===== INPUT FOR THIS TASK

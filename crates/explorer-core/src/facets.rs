//! Facet index: option sets, per-option counts and selection preservation.

use std::collections::{BTreeMap, BTreeSet};

use explorer_model::{Dataset, Scope, Setting, SpecialFlag, Tier};
use tracing::debug;

use crate::filter::{Criteria, Dimension, FilterState};

/// Selectable values of every facet for the current dataset slice.
#[derive(Debug, Clone, Default, PartialEq, Eq)]
pub struct FacetOptions {
    /// Version the tier options were derived for (explicit or newest).
    pub version: Option<String>,
    /// Known versions, oldest first.
    pub versions: Vec<String>,
    pub scopes: Vec<Scope>,
    pub topics: Vec<String>,
    pub tiers: Vec<Tier>,
    pub flags: Vec<SpecialFlag>,
}

impl FacetOptions {
    /// Derive options from the records of `scopes` (all scopes when empty).
    ///
    /// Tiers are those carried by records defined for `version`, falling back
    /// to the newest version when `version` is `None`.
    pub fn derive(dataset: &Dataset, scopes: &BTreeSet<Scope>, version: Option<&str>) -> Self {
        let version = version
            .or_else(|| dataset.latest_version())
            .map(str::to_string);
        let mut topics = BTreeSet::new();
        let mut tiers = BTreeSet::new();
        for (_, setting) in dataset
            .iter()
            .filter(|(scope, _)| scopes.is_empty() || scopes.contains(scope))
        {
            topics.extend(setting.topics().map(str::to_string));
            match version.as_deref() {
                Some(version) if setting.version_info(version).is_some() => {
                    tiers.insert(setting.effective_tier(version));
                }
                Some(_) => {}
                None => {
                    tiers.insert(Tier::from_flags(&setting.flags));
                }
            }
        }
        let mut topics: Vec<String> = topics.into_iter().collect();
        topics.sort_by_key(|topic| topic.to_lowercase());
        Self {
            version,
            versions: dataset.versions.clone(),
            scopes: Scope::all().to_vec(),
            topics,
            tiers: tiers.into_iter().collect(),
            flags: SpecialFlag::all().to_vec(),
        }
    }

    pub fn full_scopes(&self) -> BTreeSet<Scope> {
        self.scopes.iter().copied().collect()
    }

    pub fn full_topics(&self) -> BTreeSet<String> {
        self.topics.iter().cloned().collect()
    }

    pub fn full_tiers(&self) -> BTreeSet<Tier> {
        self.tiers.iter().copied().collect()
    }
}

/// Per-option counts for every facet family.
///
/// Each family is counted with its own restriction suppressed, so a count
/// tells how many records would be visible if that option were selected
/// alongside every other active filter.
#[derive(Debug, Clone, Default, PartialEq, Eq)]
pub struct FacetCounts {
    pub scopes: BTreeMap<Scope, usize>,
    pub topics: BTreeMap<String, usize>,
    pub tiers: BTreeMap<Tier, usize>,
    pub flags: BTreeMap<SpecialFlag, usize>,
    /// Records passing every filter.
    pub visible: usize,
    /// Records in the dataset.
    pub total: usize,
}

/// Recompute every facet count for `state`. O(records × facets).
pub fn compute_counts(
    dataset: &Dataset,
    state: &FilterState,
    options: &FacetOptions,
) -> FacetCounts {
    let criteria = Criteria::new(state, options);
    let mut counts = FacetCounts {
        scopes: options.scopes.iter().map(|scope| (*scope, 0)).collect(),
        topics: options.topics.iter().map(|topic| (topic.clone(), 0)).collect(),
        tiers: options.tiers.iter().map(|tier| (*tier, 0)).collect(),
        flags: options.flags.iter().map(|flag| (*flag, 0)).collect(),
        visible: 0,
        total: dataset.len(),
    };

    let scope_free = criteria.ignoring(Dimension::Scope);
    for (scope, _) in dataset.iter().filter(|(_, s)| scope_free.matches(s)) {
        *counts.scopes.entry(scope).or_default() += 1;
    }

    for setting in matching(dataset, &criteria.ignoring(Dimension::Topic)) {
        for topic in setting.topics() {
            *counts.topics.entry(topic.to_string()).or_default() += 1;
        }
    }

    let tier_free = criteria.ignoring(Dimension::Tier);
    if let Some(version) = tier_free.version() {
        for setting in matching(dataset, &tier_free) {
            *counts.tiers.entry(setting.effective_tier(version)).or_default() += 1;
        }
    }

    for setting in matching(dataset, &criteria.ignoring(Dimension::Flag)) {
        if setting.cloud_only {
            *counts.flags.entry(SpecialFlag::Cloud).or_default() += 1;
        }
        if setting.has_citations() {
            *counts.flags.entry(SpecialFlag::Cited).or_default() += 1;
        }
    }

    counts.visible = matching(dataset, &criteria).count();
    debug!(
        visible = counts.visible,
        total = counts.total,
        topics = counts.topics.len(),
        "facet counts recomputed"
    );
    counts
}

fn matching<'a>(
    dataset: &'a Dataset,
    criteria: &'a Criteria,
) -> impl Iterator<Item = &'a Setting> + 'a {
    dataset
        .iter()
        .filter(move |(scope, setting)| {
            criteria.includes_scope(*scope) && criteria.matches(setting)
        })
        .map(|(_, setting)| setting)
}

/// Carry a facet selection over to a changed option set.
///
/// - "all" stays "all": a selection equal to the previous full option set
///   becomes the new full option set.
/// - An empty selection stays empty.
/// - Otherwise the selection is intersected with the new options; an empty
///   intersection falls back to all new options.
pub fn reconcile_selection<T>(
    previous: &BTreeSet<T>,
    previous_options: &[T],
    new_options: &[T],
) -> BTreeSet<T>
where
    T: Ord + Clone,
{
    let all_new: BTreeSet<T> = new_options.iter().cloned().collect();
    let all_previous: BTreeSet<T> = previous_options.iter().cloned().collect();
    if *previous == all_previous {
        return all_new;
    }
    if previous.is_empty() {
        return BTreeSet::new();
    }
    let kept: BTreeSet<T> = previous.intersection(&all_new).cloned().collect();
    if kept.is_empty() { all_new } else { kept }
}

#[cfg(test)]
mod tests {
    use super::*;

    fn set(values: &[&str]) -> BTreeSet<String> {
        values.iter().map(|v| v.to_string()).collect()
    }

    fn list(values: &[&str]) -> Vec<String> {
        values.iter().map(|v| v.to_string()).collect()
    }

    #[test]
    fn all_stays_all_across_wider_universe() {
        let result = reconcile_selection(
            &set(&["a", "b"]),
            &list(&["a", "b"]),
            &list(&["a", "b", "c"]),
        );
        assert_eq!(result, set(&["a", "b", "c"]));
    }

    #[test]
    fn empty_stays_empty() {
        let result = reconcile_selection(&set(&[]), &list(&["a", "b"]), &list(&["a", "c"]));
        assert!(result.is_empty());
    }

    #[test]
    fn partial_selection_is_intersected() {
        let result = reconcile_selection(
            &set(&["a", "b"]),
            &list(&["a", "b", "c"]),
            &list(&["b", "c", "d"]),
        );
        assert_eq!(result, set(&["b"]));
    }

    #[test]
    fn empty_intersection_falls_back_to_all() {
        let result = reconcile_selection(&set(&["a"]), &list(&["a", "b"]), &list(&["c", "d"]));
        assert_eq!(result, set(&["c", "d"]));
    }
}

==========

EXERCISE BRIEF: Down to the last line, reproduce the entries above precisely.

WRITTEN REPLY:
filename crates/explorer-core/src/facets.rs
//! Facet index: option sets, per-option counts and selection preservation.

use std::collections::{BTreeMap, BTreeSet};

use explorer_model::{Dataset, Scope, Setting, SpecialFlag, Tier};
use tracing::debug;

use crate::filter::{Criteria, Dimension, FilterState};

/// Selectable values of every facet for the current dataset slice.
#[derive(Debug, Clone, Default, PartialEq, Eq)]
pub struct FacetOptions {
    /// Version the tier options were derived for (explicit or newest).
    pub version: Option<String>,
    /// Known versions, oldest first.
    pub versions: Vec<String>,
    pub scopes: Vec<Scope>,
    pub topics: Vec<String>,
    pub tiers: Vec<Tier>,
    pub flags: Vec<SpecialFlag>,
}

impl FacetOptions {
    /// Derive options from the records of `scopes` (all scopes when empty).
    ///
    /// Tiers are those carried by records defined for `version`, falling back
    /// to the newest version when `version` is `None`.
    pub fn derive(dataset: &Dataset, scopes: &BTreeSet<Scope>, version: Option<&str>) -> Self {
        let version = version
            .or_else(|| dataset.latest_version())
            .map(str::to_string);
        let mut topics = BTreeSet::new();
        let mut tiers = BTreeSet::new();
        for (_, setting) in dataset
            .iter()
            .filter(|(scope, _)| scopes.is_empty() || scopes.contains(scope))
        {
            topics.extend(setting.topics().map(str::to_string));
            match version.as_deref() {
                Some(version) if setting.version_info(version).is_some() => {
                    tiers.insert(setting.effective_tier(version));
                }
                Some(_) => {}
                None => {
                    tiers.insert(Tier::from_flags(&setting.flags));
                }
            }
        }
        let mut topics: Vec<String> = topics.into_iter().collect();
        topics.sort_by_key(|topic| topic.to_lowercase());
        Self {
            version,
            versions: dataset.versions.clone(),
            scopes: Scope::all().to_vec(),
            topics,
            tiers: tiers.into_iter().collect(),
            flags: SpecialFlag::all().to_vec(),
        }
    }

    pub fn full_scopes(&self) -> BTreeSet<Scope> {
        self.scopes.iter().copied().collect()
    }

    pub fn full_topics(&self) -> BTreeSet<String> {
        self.topics.iter().cloned().collect()
    }

    pub fn full_tiers(&self) -> BTreeSet<Tier> {
        self.tiers.iter().copied().collect()
    }
}

/// Per-option counts for every facet family.
///
/// Each family is counted with its own restriction suppressed, so a count
/// tells how many records would be visible if that option were selected
/// alongside every other active filter.
#[derive(Debug, Clone, Default, PartialEq, Eq)]
pub struct FacetCounts {
    pub scopes: BTreeMap<Scope, usize>,
    pub topics: BTreeMap<String, usize>,
    pub tiers: BTreeMap<Tier, usize>,
    pub flags: BTreeMap<SpecialFlag, usize>,
    /// Records passing every filter.
    pub visible: usize,
    /// Records in the dataset.
    pub total: usize,
}

/// Recompute every facet count for `state`. O(records × facets).
pub fn compute_counts(
    dataset: &Dataset,
    state: &FilterState,
    options: &FacetOptions,
) -> FacetCounts {
    let criteria = Criteria::new(state, options);
    let mut counts = FacetCounts {
        scopes: options.scopes.iter().map(|scope| (*scope, 0)).collect(),
        topics: options.topics.iter().map(|topic| (topic.clone(), 0)).collect(),
        tiers: options.tiers.iter().map(|tier| (*tier, 0)).collect(),
        flags: options.flags.iter().map(|flag| (*flag, 0)).collect(),
        visible: 0,
        total: dataset.len(),
    };

    let scope_free = criteria.ignoring(Dimension::Scope);
    for (scope, _) in dataset.iter().filter(|(_, s)| scope_free.matches(s)) {
        *counts.scopes.entry(scope).or_default() += 1;
    }

    for setting in matching(dataset, &criteria.ignoring(Dimension::Topic)) {
        for topic in setting.topics() {
            *counts.topics.entry(topic.to_string()).or_default() += 1;
        }
    }

    let tier_free = criteria.ignoring(Dimension::Tier);
    if let Some(version) = tier_free.version() {
        for setting in matching(dataset, &tier_free) {
            *counts.tiers.entry(setting.effective_tier(version)).or_default() += 1;
        }
    }

    for setting in matching(dataset, &criteria.ignoring(Dimension::Flag)) {
        if setting.cloud_only {
            *counts.flags.entry(SpecialFlag::Cloud).or_default() += 1;
        }
        if setting.has_citations() {
            *counts.flags.entry(SpecialFlag::Cited).or_default() += 1;
        }
    }

    counts.visible = matching(dataset, &criteria).count();
    debug!(
        visible = counts.visible,
        total = counts.total,
        topics = counts.topics.len(),
        "facet counts recomputed"
    );
    counts
}

fn matching<'a>(
    dataset: &'a Dataset,
    criteria: &'a Criteria,
) -> impl Iterator<Item = &'a Setting> + 'a {
    dataset
        .iter()
        .filter(move |(scope, setting)| {
            criteria.includes_scope(*scope) && criteria.matches(setting)
        })
        .map(|(_, setting)| setting)
}

/// Carry a facet selection over to a changed option set.
///
/// - "all" stays "all": a selection equal to the previous full option set
///   becomes the new full option set.
/// - An empty selection stays empty.
/// - Otherwise the selection is intersected with the new options; an empty
///   intersection falls back to all new options.
pub fn reconcile_selection<T>(
    previous: &BTreeSet<T>,
    previous_options: &[T],
    new_options: &[T],
) -> BTreeSet<T>
where
    T: Ord + Clone,
{
    let all_new: BTreeSet<T> = new_options.iter().cloned().collect();
    let all_previous: BTreeSet<T> = previous_options.iter().cloned().collect();
    if *previous == all_previous {
        return all_new;
    }
    if previous.is_empty() {
        return BTreeSet::new();
    }
    let kept: BTreeSet<T> = previous.intersection(&all_new).cloned().collect();
    if kept.is_empty() { all_new } else { kept }
}

#[cfg(test)]
mod tests {
    use super::*;

    fn set(values: &[&str]) -> BTreeSet<String> {
        values.iter().map(|v| v.to_string()).collect()
    }

    fn list(values: &[&str]) -> Vec<String> {
        values.iter().map(|v| v.to_string()).collect()
    }

    #[test]
    fn all_stays_all_across_wider_universe() {
        let result = reconcile_selection(
            &set(&["a", "b"]),
            &list(&["a", "b"]),
            &list(&["a", "b", "c"]),
        );
        assert_eq!(result, set(&["a", "b", "c"]));
    }

    #[test]
    fn empty_stays_empty() {
        let result = reconcile_selection(&set(&[]), &list(&["a", "b"]), &list(&["a", "c"]));
        assert!(result.is_empty());
    }

    #[test]
    fn partial_selection_is_intersected() {
        let result = reconcile_selection(
            &set(&["a", "b"]),
            &list(&["a", "b", "c"]),
            &list(&["b", "c", "d"]),
        );
        assert_eq!(result, set(&["b"]));
    }

    #[test]
    fn empty_intersection_falls_back_to_all() {
        let result = reconcile_selection(&set(&["a"]), &list(&["a", "b"]), &list(&["c", "d"]));
        assert_eq!(result, set(&["c", "d"]));
    }
}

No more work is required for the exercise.